● TASK PROMPT
Where in the data below does the word "ProjectDirs" appear? Copy each line that holds it.

-- Opening Marker --

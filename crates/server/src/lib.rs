pub mod error;
pub mod http;
pub mod middleware;
pub mod routes;
#[cfg(test)]
pub mod test_support;

pub type DeploymentImpl = local_deployment::LocalDeployment;
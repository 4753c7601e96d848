use axum::{
    BoxError, Extension, Router,
    extract::State,
    response::{
        Sse,
        sse::{Event, KeepAlive},
    },
    routing::get,
};
use deployment::Deployment;
use futures_util::{Stream, TryStreamExt};
use services::services::notification::Actor;

use crate::DeploymentImpl;

/// Live notification patches for the caller, as server-sent events.
pub async fn notification_events(
    State(deployment): State<DeploymentImpl>,
    Extension(actor): Extension<Actor>,
) -> Sse<impl Stream<Item = Result<Event, BoxError>>> {
    tracing::debug!(user_id = %actor.user_id, "notification stream opened");
    let stream = deployment
        .events()
        .notification_stream(actor.user_id)
        .map_ok(|msg| msg.to_sse_event())
        .map_err(BoxError::from);
    Sse::new(stream).keep_alive(KeepAlive::default())
}

pub fn router() -> Router<DeploymentImpl> {
    Router::new().route("/events/notifications", get(notification_events))
}
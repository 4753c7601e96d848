//! Scientific calculator over a closed grammar.
//!
//! ```text
//! expr    := term (('+' | '-') term)*
//! term    := unary (('*' | '/' | '×' | '÷') unary)*
//! unary   := '-' unary | '+' unary | power
//! power   := postfix ('^' unary)?
//! postfix := primary '%'*
//! primary := number | 'π' | 'e' | func '(' expr ')' | '(' expr ')'
//! func    := sin | cos | tan | log | ln | sqrt
//! ```
//!
//! `%` divides by 100, `log` is base 10, trigonometry works in radians.

use std::{f64::consts, iter::Peekable, str::Chars};

use thiserror::Error;

/// Deepest nesting of parentheses, functions, signs and exponents accepted.
pub const MAX_DEPTH: usize = 256;

#[derive(Debug, Error, PartialEq)]
pub enum CalcError {
    #[error("expression is empty")]
    Empty,
    #[error("unexpected character '{0}'")]
    UnexpectedChar(char),
    #[error("unknown function '{0}'")]
    UnknownFunction(String),
    #[error("invalid number '{0}'")]
    InvalidNumber(String),
    #[error("unexpected token {0}")]
    UnexpectedToken(String),
    #[error("unexpected end of expression")]
    UnexpectedEnd,
    #[error("result is not a finite number")]
    NotFinite,
    #[error("expression is nested more than {} levels deep", MAX_DEPTH)]
    TooDeep,
}

#[derive(Debug, Clone, Copy, PartialEq)]
enum Func {
    Sin,
    Cos,
    Tan,
    Log,
    Ln,
    Sqrt,
}

impl Func {
    fn parse(name: &str) -> Option<Self> {
        match name {
            "sin" => Some(Func::Sin),
            "cos" => Some(Func::Cos),
            "tan" => Some(Func::Tan),
            "log" => Some(Func::Log),
            "ln" => Some(Func::Ln),
            "sqrt" => Some(Func::Sqrt),
            _ => None,
        }
    }

    fn apply(self, x: f64) -> f64 {
        match self {
            Func::Sin => x.sin(),
            Func::Cos => x.cos(),
            Func::Tan => x.tan(),
            Func::Log => x.log10(),
            Func::Ln => x.ln(),
            Func::Sqrt => x.sqrt(),
        }
    }
}

#[derive(Debug, Clone, PartialEq)]
enum Token {
    Number(f64),
    Const(f64),
    Func(Func),
    Plus,
    Minus,
    Star,
    Slash,
    Caret,
    Percent,
    LParen,
    RParen,
}

fn tokenize(input: &str) -> Result<Vec<Token>, CalcError> {
    let mut tokens = Vec::new();
    let mut chars = input.chars().peekable();

    while let Some(&c) = chars.peek() {
        match c {
            c if c.is_whitespace() => {
                chars.next();
            }
            '0'..='9' | '.' => tokens.push(read_number(&mut chars)?),
            'a'..='z' | 'A'..='Z' => {
                let mut ident = String::new();
                while let Some(&c) = chars.peek() {
                    if !c.is_ascii_alphabetic() {
                        break;
                    }
                    ident.push(c);
                    chars.next();
                }
                if ident == "e" {
                    tokens.push(Token::Const(consts::E));
                } else if let Some(func) = Func::parse(&ident) {
                    tokens.push(Token::Func(func));
                } else {
                    return Err(CalcError::UnknownFunction(ident));
                }
            }
            _ => {
                let token = match c {
                    'π' => Token::Const(consts::PI),
                    '+' => Token::Plus,
                    '-' | '−' => Token::Minus,
                    '*' | '×' => Token::Star,
                    '/' | '÷' => Token::Slash,
                    '^' => Token::Caret,
                    '%' => Token::Percent,
                    '(' => Token::LParen,
                    ')' => Token::RParen,
                    other => return Err(CalcError::UnexpectedChar(other)),
                };
                tokens.push(token);
                chars.next();
            }
        }
    }

    Ok(tokens)
}

fn read_number(chars: &mut Peekable<Chars<'_>>) -> Result<Token, CalcError> {
    let mut literal = String::new();
    while let Some(&c) = chars.peek() {
        if !(c.is_ascii_digit() || c == '.') {
            break;
        }
        literal.push(c);
        chars.next();
    }
    literal
        .parse::<f64>()
        .map(Token::Number)
        .map_err(|_| CalcError::InvalidNumber(literal))
}

struct Parser {
    tokens: Vec<Token>,
    pos: usize,
    depth: usize,
}

impl Parser {
    fn nested<T>(
        &mut self,
        parse: impl FnOnce(&mut Self) -> Result<T, CalcError>,
    ) -> Result<T, CalcError> {
        if self.depth >= MAX_DEPTH {
            return Err(CalcError::TooDeep);
        }
        self.depth += 1;
        let result = parse(self);
        self.depth -= 1;
        result
    }

    fn peek(&self) -> Option<&Token> {
        self.tokens.get(self.pos)
    }

    fn next(&mut self) -> Option<Token> {
        let token = self.tokens.get(self.pos).cloned();
        self.pos += 1;
        token
    }

    fn expect(&mut self, expected: Token) -> Result<(), CalcError> {
        match self.next() {
            Some(token) if token == expected => Ok(()),
            Some(token) => Err(CalcError::UnexpectedToken(format!("{token:?}"))),
            None => Err(CalcError::UnexpectedEnd),
        }
    }

    fn expr(&mut self) -> Result<f64, CalcError> {
        let mut value = self.term()?;
        loop {
            match self.peek() {
                Some(Token::Plus) => {
                    self.next();
                    value += self.term()?;
                }
                Some(Token::Minus) => {
                    self.next();
                    value -= self.term()?;
                }
                _ => return Ok(value),
            }
        }
    }

    fn term(&mut self) -> Result<f64, CalcError> {
        let mut value = self.unary()?;
        loop {
            match self.peek() {
                Some(Token::Star) => {
                    self.next();
                    value *= self.unary()?;
                }
                Some(Token::Slash) => {
                    self.next();
                    value /= self.unary()?;
                }
                _ => return Ok(value),
            }
        }
    }

    fn power(&mut self) -> Result<f64, CalcError> {
        let base = self.postfix()?;
        if self.peek() == Some(&Token::Caret) {
            self.next();
            let exponent = self.nested(Self::unary)?;
            return Ok(base.powf(exponent));
        }
        Ok(base)
    }

    fn unary(&mut self) -> Result<f64, CalcError> {
        match self.peek() {
            Some(Token::Minus) => {
                self.next();
                Ok(-self.nested(Self::unary)?)
            }
            Some(Token::Plus) => {
                self.next();
                self.nested(Self::unary)
            }
            _ => self.power(),
        }
    }

    fn postfix(&mut self) -> Result<f64, CalcError> {
        let mut value = self.primary()?;
        while self.peek() == Some(&Token::Percent) {
            self.next();
            value /= 100.0;
        }
        Ok(value)
    }

    fn primary(&mut self) -> Result<f64, CalcError> {
        match self.next() {
            Some(Token::Number(n)) | Some(Token::Const(n)) => Ok(n),
            Some(Token::Func(func)) => {
                self.expect(Token::LParen)?;
                let arg = self.nested(Self::expr)?;
                self.expect(Token::RParen)?;
                Ok(func.apply(arg))
            }
            Some(Token::LParen) => {
                let value = self.nested(Self::expr)?;
                self.expect(Token::RParen)?;
                Ok(value)
            }
            Some(token) => Err(CalcError::UnexpectedToken(format!("{token:?}"))),
            None => Err(CalcError::UnexpectedEnd),
        }
    }
}

pub fn evaluate(input: &str) -> Result<f64, CalcError> {
    let tokens = tokenize(input)?;
    if tokens.is_empty() {
        return Err(CalcError::Empty);
    }

    let mut parser = Parser {
        tokens,
        pos: 0,
        depth: 0,
    };
    let value = parser.expr()?;
    if let Some(token) = parser.peek() {
        return Err(CalcError::UnexpectedToken(format!("{token:?}")));
    }
    if !value.is_finite() {
        return Err(CalcError::NotFinite);
    }
    Ok(value)
}
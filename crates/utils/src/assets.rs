use std::path::PathBuf;

use directories::ProjectDirs;

const PROJECT_ROOT: &str = env!("CARGO_MANIFEST_DIR");
const ASSET_DIR_ENV: &str = "ATELIER_ASSET_DIR";

pub fn asset_dir() -> PathBuf {
    if let Ok(override_dir) = std::env::var(ASSET_DIR_ENV) {
        let override_dir = override_dir.trim();
        if !override_dir.is_empty() {
            let path = PathBuf::from(override_dir);
            if !path.exists() {
                std::fs::create_dir_all(&path).expect("Failed to create asset directory");
            }
            return path;
        }
    }

    let path = if cfg!(debug_assertions) {
        PathBuf::from(PROJECT_ROOT).join("../../dev_assets")
    } else {
        ProjectDirs::from("dev", "atelier", "atelier")
            .expect("OS didn't give us a home directory")
            .data_dir()
            .to_path_buf()
    };

    if !path.exists() {
        std::fs::create_dir_all(&path).expect("Failed to create asset directory");
    }

    path
}

pub fn config_path() -> PathBuf {
    asset_dir().join("config.json")
}

pub fn database_path() -> PathBuf {
    asset_dir().join("db.sqlite")
}

/// Root of the object store; each bucket is a subdirectory.
pub fn storage_dir() -> PathBuf {
    asset_dir().join("storage")
}
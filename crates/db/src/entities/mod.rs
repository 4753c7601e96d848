pub mod event_outbox;
pub mod note;
pub mod notification;
pub mod project;
pub mod tag;
pub mod task;
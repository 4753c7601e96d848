use sea_orm::entity::prelude::*;
use sea_orm::JsonValue;

use crate::types::{TaskPriority, TaskStatus};

#[derive(Clone, Debug, PartialEq, Eq, DeriveEntityModel)]
#[sea_orm(table_name = "tasks")]
pub struct Model {
    #[sea_orm(primary_key)]
    pub id: i64,
    pub uuid: Uuid,
    pub user_id: Uuid,
    pub reference: String,
    pub title: String,
    pub description: Option<String>,
    pub tag_id: Option<i64>,
    pub due_date: Option<Date>,
    pub status: TaskStatus,
    pub priority: TaskPriority,
    pub attachments: JsonValue,
    pub author: Option<String>,
    pub created_at: DateTimeUtc,
    pub updated_at: DateTimeUtc,
}

#[derive(Copy, Clone, Debug, EnumIter, DeriveRelation)]
pub enum Relation {
    #[sea_orm(
        belongs_to = "super::tag::Entity",
        from = "Column::TagId",
        to = "super::tag::Column::Id",
        on_delete = "SetNull"
    )]
    Tag,
}

impl Related<super::tag::Entity> for Entity {
    fn to() -> RelationDef {
        Relation::Tag.def()
    }
}

impl ActiveModelBehavior for ActiveModel {}
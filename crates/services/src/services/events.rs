use std::{sync::Arc, time::Duration};

use db::{
    DBService,
    events::{
        EVENT_NOTIFICATION_CREATED, EVENT_NOTIFICATIONS_CLEARED, NotificationEventPayload,
        NotificationsClearedPayload,
    },
    models::{event_outbox::EventOutbox, notification::Notification},
};
use futures::{StreamExt, future, stream::BoxStream};
use utils::{msg_store::MsgStore, stream_msg::StreamMsg};
use uuid::Uuid;

#[path = "events/patches.rs"]
pub mod patches;
#[path = "events/types.rs"]
pub mod types;

pub use patches::notification_patch;
pub use types::EventError;

const OUTBOX_POLL_INTERVAL: Duration = Duration::from_millis(250);
const OUTBOX_BATCH_LIMIT: u64 = 100;

/// Drains the event outbox into the realtime message store.
#[derive(Clone)]
pub struct EventService {
    msg_store: Arc<MsgStore>,
    db: DBService,
}

impl EventService {
    pub fn new(db: DBService, msg_store: Arc<MsgStore>) -> Self {
        let service = Self { msg_store, db };
        service.spawn_outbox_worker();
        service
    }

    fn spawn_outbox_worker(&self) {
        let service = self.clone();
        tokio::spawn(async move {
            service.run_outbox_loop().await;
        });
    }

    async fn run_outbox_loop(&self) {
        loop {
            if let Err(err) = self.flush_pending().await {
                tracing::error!(error = %err, "event outbox flush failed");
            }
            tokio::time::sleep(OUTBOX_POLL_INTERVAL).await;
        }
    }

    async fn flush_pending(&self) -> Result<(), EventError> {
        let entries = EventOutbox::fetch_unpublished(&self.db.pool, OUTBOX_BATCH_LIMIT).await?;
        if entries.is_empty() {
            return Ok(());
        }

        for entry in entries {
            match self.dispatch_entry(&entry).await {
                Ok(()) => {
                    EventOutbox::mark_published(&self.db.pool, entry.id).await?;
                }
                Err(err) => {
                    let err_msg = err.to_string();
                    tracing::warn!(event_id = entry.uuid.to_string(), error = %err_msg, "event dispatch failed");
                    EventOutbox::mark_failed(&self.db.pool, entry.id, &err_msg).await?;
                }
            }
        }

        Ok(())
    }

    async fn dispatch_entry(
        &self,
        entry: &db::entities::event_outbox::Model,
    ) -> Result<(), EventError> {
        match entry.event_type.as_str() {
            EVENT_NOTIFICATION_CREATED => {
                let payload: NotificationEventPayload =
                    serde_json::from_value(entry.payload.clone())?;
                // Cleared before the worker caught up: nothing to announce.
                if let Some(notification) =
                    Notification::find_by_id(&self.db.pool, payload.user_id, payload.notification_id)
                        .await?
                {
                    self.msg_store
                        .push_patch(notification_patch::add(&notification)?);
                }
            }
            EVENT_NOTIFICATIONS_CLEARED => {
                let payload: NotificationsClearedPayload =
                    serde_json::from_value(entry.payload.clone())?;
                self.msg_store
                    .push_patch(notification_patch::clear(payload.user_id)?);
            }
            _ => {
                tracing::debug!(event_type = entry.event_type.as_str(), "unknown event type");
            }
        }

        Ok(())
    }

    pub fn msg_store(&self) -> &Arc<MsgStore> {
        &self.msg_store
    }

    /// Live notification patches addressed to one user.
    pub fn notification_stream(
        &self,
        user_id: Uuid,
    ) -> BoxStream<'static, Result<StreamMsg, std::io::Error>> {
        self.msg_store
            .live_stream()
            .filter(move |msg| {
                let keep = match msg {
                    Ok(StreamMsg::JsonPatch(patch)) => {
                        notification_patch::owner(patch) == Some(user_id)
                    }
                    Err(_) => true,
                };
                future::ready(keep)
            })
            .boxed()
    }
}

-- Closing Marker --

● THE COMPLETED TASK
use directories::ProjectDirs;
        ProjectDirs::from("dev", "atelier", "atelier")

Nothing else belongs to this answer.